Chroniques

par laurent bergnach

Sancta Susanna | Sainte Susanne, opéra de Paul Hindemith
A kékszakállú herceg vára | Le château de barbe-Bleue

opéra de Béla Bartók
Opéra national de Montpellier / Corum
- 28 avril 2009
Sancta Susanne, opéra de Hindemith, présenté à Montpellier
© marc ginot

Sancta Susanna clôt la trilogie de jeunesse débutée par Paul Hindemith (1895-1963) avec Assassin, espoir des femmes (1919) et Le Nusch-Nuschi (1920). Tandis que le dadaïsme s'empare lentement de l'Europe au lendemain d'un conflit des plus sanguinaires, le compositeur demeure encore sous l'influence de la poésie expressionniste et s'inspire d'une pièce d'August Stramm, publiée en 1914 – soit un an avant la mort de son auteur sur le front russe. Achevé le 5 février 1921, en moins de trois semaines de travail, l'ouvrage en un acte est présenté pour la première fois à Frankfurt le 26 mars 1922, dans le même climat de scandale qui accompagnait la création de la pièce en 1918. S'insérant dans une veine néoromantique proche de Strauss et regardant Debussy, l'argument a de quoi choquer par son audace, sinon par son contenu.

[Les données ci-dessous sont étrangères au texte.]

//! Cart Lines Repository

use futures_util::TryStreamExt;
use mongodb::{
    Collection,
    bson::{DateTime, Document, doc, oid::ObjectId},
    error::Error,
    options::ReturnDocument,
};

use crate::{
    database::{CART_COLLECTION, Db},
    domain::carts::{errors::MAX_QUANTITY, models::NewCartLine, records::CartLineRecord},
};

/// How an upsert resolved.
#[derive(Debug, Clone, Copy, PartialEq, Eq)]
pub(crate) enum UpsertedLine {
    Inserted(ObjectId),
    Matched,
}

#[derive(Debug, Clone)]
pub(crate) struct MongoCartLinesRepository {
    lines: Collection<CartLineRecord>,
}

impl MongoCartLinesRepository {
    #[must_use]
    pub(crate) fn new(db: &Db) -> Self {
        Self {
            lines: db.collection(CART_COLLECTION),
        }
    }

    pub(crate) async fn list_lines(&self, owner: &str) -> Result<Vec<CartLineRecord>, Error> {
        self.lines
            .find(doc! { "email": owner })
            .sort(doc! { "createdAt": -1, "_id": -1 })
            .await?
            .try_collect()
            .await
    }

    pub(crate) async fn find_line(
        &self,
        owner: &str,
        line: ObjectId,
    ) -> Result<Option<CartLineRecord>, Error> {
        self.lines.find_one(owned(owner, line)).await
    }

    pub(crate) async fn find_line_for_product(
        &self,
        owner: &str,
        user_id: &str,
        product_id: &str,
    ) -> Result<Option<CartLineRecord>, Error> {
        self.lines
            .find_one(doc! { "userId": user_id, "productId": product_id, "email": owner })
            .await
    }

    /// Increment the owner's `(userId, productId)` line by `line.quantity`, inserting it when absent.
    ///
    /// A single server-side upsert. The unique `(email, userId, productId)` index rejects a second
    /// insert for the same key, which is also what a line too full to take `line.quantity` more
    /// units reports: the `$lte` filter misses and the upsert's insert collides with it.
    pub(crate) async fn upsert_line(
        &self,
        owner: &str,
        line: &NewCartLine,
        now: DateTime,
    ) -> Result<UpsertedLine, Error> {
        let result = self
            .lines
            .update_one(
                doc! {
                    "userId": line.user_id.as_str(),
                    "productId": line.product_id.as_str(),
                    "email": owner,
                    "quantity": { "$lte": MAX_QUANTITY - line.quantity },
                },
                doc! {
                    "$inc": { "quantity": line.quantity },
                    "$setOnInsert": {
                        "name": line.name.as_str(),
                        "images": line.images.clone(),
                        "price": line.price,
                        "createdAt": now,
                    },
                },
            )
            .upsert(true)
            .await?;

        Ok(match result.upserted_id.and_then(|id| id.as_object_id()) {
            Some(id) => UpsertedLine::Inserted(id),
            None => UpsertedLine::Matched,
        })
    }

    pub(crate) async fn set_quantity(
        &self,
        owner: &str,
        line: ObjectId,
        quantity: i64,
    ) -> Result<Option<CartLineRecord>, Error> {
        self.lines
            .find_one_and_update(owned(owner, line), doc! { "$set": { "quantity": quantity } })
            .return_document(ReturnDocument::After)
            .await
    }

    /// Increment only while the stored quantity is below the cap.
    pub(crate) async fn increment(
        &self,
        owner: &str,
        line: ObjectId,
    ) -> Result<Option<CartLineRecord>, Error> {
        let mut filter = owned(owner, line);
        filter.insert("quantity", doc! { "$lt": MAX_QUANTITY });

        self.lines
            .find_one_and_update(filter, doc! { "$inc": { "quantity": 1_i64 } })
            .return_document(ReturnDocument::After)
            .await
    }

    /// Decrement only while the stored quantity is above one, so the floor holds under races.
    pub(crate) async fn decrement(
        &self,
        owner: &str,
        line: ObjectId,
    ) -> Result<Option<CartLineRecord>, Error> {
        let mut filter = owned(owner, line);
        filter.insert("quantity", doc! { "$gt": 1_i64 });

        self.lines
            .find_one_and_update(filter, doc! { "$inc": { "quantity": -1_i64 } })
            .return_document(ReturnDocument::After)
            .await
    }

    pub(crate) async fn delete_line(&self, owner: &str, line: ObjectId) -> Result<u64, Error> {
        let result = self.lines.delete_one(owned(owner, line)).await?;

        Ok(result.deleted_count)
    }
}

fn owned(owner: &str, line: ObjectId) -> Document {
    doc! { "_id": line, "email": owner }
}
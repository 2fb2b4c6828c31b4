use clap::{Args, Subcommand};

mod issue;

#[derive(Debug, Args)]
pub(crate) struct TokenCommand {
    #[command(subcommand)]
    command: TokenSubcommand,
}

#[derive(Debug, Subcommand)]
enum TokenSubcommand {
    Issue(issue::IssueTokenArgs),
}

pub(crate) fn run(command: TokenCommand) -> Result<(), String> {
    match command.command {
        TokenSubcommand::Issue(args) => issue::run(args),
    }
}
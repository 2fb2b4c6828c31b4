//! Telemetry lifecycle management.

use std::time::Duration;

use opentelemetry::{KeyValue, global};
use opentelemetry_otlp::WithExportConfig;
use opentelemetry_sdk::{
    Resource,
    propagation::TraceContextPropagator,
    trace::{Sampler, SdkTracerProvider},
};
use tracing::{error, info};
use uuid::Uuid;

use crate::config::{ServerConfig, observability::ObservabilityConfig};

use super::{ObservabilityError, logging, request::RequestLogging};

/// Namespace shared by every shopfront service resource.
const SERVICE_NAMESPACE: &str = "shopfront";

/// Runtime observability state.
#[derive(Debug)]
pub(crate) struct Observability {
    tracer_provider: Option<SdkTracerProvider>,
    slow_request_threshold: Duration,
}

impl Observability {
    /// Install the subscriber and, when enabled, the OTLP span pipeline and W3C propagator.
    pub(crate) fn init(config: &ServerConfig) -> Result<Self, ObservabilityError> {
        let otel = &config.observability;

        let tracer_provider = if otel.otel_enabled {
            global::set_text_map_propagator(TraceContextPropagator::new());

            Some(tracer_provider(otel)?)
        } else {
            None
        };

        logging::init_subscriber(
            &config.logging,
            &otel.otel_service_name,
            tracer_provider.as_ref(),
        )?;

        if tracer_provider.is_some() {
            info!(
                endpoint = %otel.otel_exporter_otlp_endpoint,
                sample_ratio = sample_ratio(otel),
                "exporting traces over OTLP"
            );
        }

        Ok(Self {
            tracer_provider,
            slow_request_threshold: Duration::from_millis(otel.slow_request_threshold_ms),
        })
    }

    /// The request hoop, carrying this process's slow request threshold.
    pub(crate) fn request_logging(&self) -> RequestLogging {
        RequestLogging::new(self.slow_request_threshold)
    }

    /// Flush buffered spans and stop the exporter.
    pub(crate) fn shutdown(self) {
        let Some(provider) = self.tracer_provider else {
            return;
        };

        if let Err(source) = provider.shutdown() {
            error!("failed to shutdown tracer provider: {source}");
        }
    }
}

fn tracer_provider(config: &ObservabilityConfig) -> Result<SdkTracerProvider, ObservabilityError> {
    let exporter = opentelemetry_otlp::SpanExporter::builder()
        .with_tonic()
        .with_endpoint(config.otel_exporter_otlp_endpoint.clone())
        .with_timeout(Duration::from_secs(config.otel_exporter_otlp_timeout_seconds))
        .build()?;

    Ok(SdkTracerProvider::builder()
        .with_sampler(Sampler::ParentBased(Box::new(Sampler::TraceIdRatioBased(
            sample_ratio(config),
        ))))
        .with_resource(service_resource(config))
        .with_batch_exporter(exporter)
        .build())
}

/// Resource identifying this API process among the shopfront services.
fn service_resource(config: &ObservabilityConfig) -> Resource {
    Resource::builder_empty()
        .with_service_name(config.otel_service_name.clone())
        .with_attributes([
            KeyValue::new("service.namespace", SERVICE_NAMESPACE),
            KeyValue::new("service.version", config.otel_service_version.clone()),
            KeyValue::new("service.instance.id", Uuid::now_v7().to_string()),
            KeyValue::new(
                "deployment.environment.name",
                config.otel_deployment_environment.clone(),
            ),
        ])
        .build()
}

fn sample_ratio(config: &ObservabilityConfig) -> f64 {
    config.otel_trace_sample_ratio.clamp(0.0, 1.0)
}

La nuit tombant sur la chapelle d'un monastère, Sœur Klementia vient tirer Sœur Susanna de sa prière extatique. L'odeur du lilas de mai pénètre par les fenêtres ainsi que les cris de plaisir d'une servante. Susanna souhaite lui parler mais la conversation s'interrompt lorsqu'un valet s'empresse de la ramener au dehors. Cet épisode d'abandon charnel rappelle à Klementia celui que connut Sœur Beata ici même, quarante ans plus tôt : « Elle a pressé son corps nu de pécheresse contre l'image du Sauveur crucifié… sans me voir. Elle l'a embrassé de ses bras blancs et luisants, et a couvert sa tête de baisers, de baisers, de baisers… ». Il n'en faut pas plus à Susanna pour suive l'exemple de Beata, mais à la différence de celle-ci qu'on a emmurée vive, elle refuse châtiment et confession.

Jean-Paul Scarpitta rappelle qu'avant l'hégémonie bourgeoise, il fut des représentations du Seigneur dénuées de toute pudeur : « Pendant près de deux siècles, un christianisme aujourd'hui oublié, admirateur de l'Antiquité, ne répudiait pas la chair mais célébrait au contraire, dans la beauté terrestre des corps, l'image du créateur et de sa splendeur céleste ». Fort justement, il oppose un monde de ténèbres et de superstition (brandir un crucifix d'exorcisme s'avère toujours ridicule) aux héritiers d'Adam et Ève, se découvrant dans la pureté et l'innocence d'un Eden d'enluminure – Matthias Droulers et Marina Boudra. En revanche, on est déçu par l'émission étroite de Tatiana Serjan (Susanna), doublée de soucis de placement, de même que par le chant plus large, mais au vibrato envahissant, de Karen Huffstodt (Klementia). Olga Tichina (Nonne âgée), aux graves musclés, s'en sort le mieux.

Les éclairages d’Urs Schönebaum jouent un rôle plus important encore dans Le château de Barbe-Bleue, l'autre opéra court de la soirée. Pour ce drame intérieur conçu par Béla Bartók (écrit en 1911, créé en 1918), le « mystère des consciences » (pour reprendre l'expression du metteur en scène) est rendu une nouvelle fois par le contraste : celui d'un plateau sombre et dénudé avec un ballet de lumière orchestré depuis les cintres (portes esquissées par un filet blanc étincelant, ribambelles de néons colorés, etc.) jouant sur la verticalité qui ouvre l'espace.

Le chant coloré du mezzo Nora Gubisch (Judith), celui évident et implacable de Willard White (Barbe-Bleue) font honneur à la partition. Dommage que la direction inégale d'Alain Altinoglu, souvent terne, parfois poussive, ne séduise pas tout autant.